(Source records)

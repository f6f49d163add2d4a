//! Core library for the boxctl cloud server tool.
//!
//! The crate drives DigitalOcean droplets and JiffyBox servers through one
//! [`Backend`] capability trait. A [`Session`] carries the configured backend
//! and caches reference catalogues; the lifecycle [`Orchestrator`] performs
//! transitions and polls until a resource is ready or destroyed.

pub mod backend;
pub mod commands;
pub mod config;
pub mod digitalocean;
pub mod jiffybox;
pub mod lifecycle;
pub mod output;
pub mod resource;
pub mod session;
pub mod test_support;

pub use backend::{ApiError, Backend, BackendFuture};
pub use config::{ConfigError, DigitalOceanConfig, JiffyBoxConfig};
pub use digitalocean::{DigitalOceanBackend, DigitalOceanError, DropletOverrides};
pub use jiffybox::{JiffyBoxBackend, JiffyBoxError};
pub use lifecycle::{
    DestroyReport, LifecycleError, LifecycleOutcome, LifecycleRequest, Orchestrator, PollPolicy,
    ReadyResource,
};
pub use output::Table;
pub use resource::{
    Placement, ReferenceEntry, ReferenceKind, Resource, ResourceFlags, ResourceId, ResourceStatus,
    TransitionKind, WaitGoal,
};
pub use session::Session;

Exercise: Print, please, the lines above from the very first through the one that holds "pub mod resource;", both included, word for word and with nothing else.

Exercise response:
repository f6f49d163add2d4a
//! Core library for the boxctl cloud server tool.
//!
//! The crate drives DigitalOcean droplets and JiffyBox servers through one
//! [`Backend`] capability trait. A [`Session`] carries the configured backend
//! and caches reference catalogues; the lifecycle [`Orchestrator`] performs
//! transitions and polls until a resource is ready or destroyed.

pub mod backend;
pub mod commands;
pub mod config;
pub mod digitalocean;
pub mod jiffybox;
pub mod lifecycle;
pub mod output;
pub mod resource;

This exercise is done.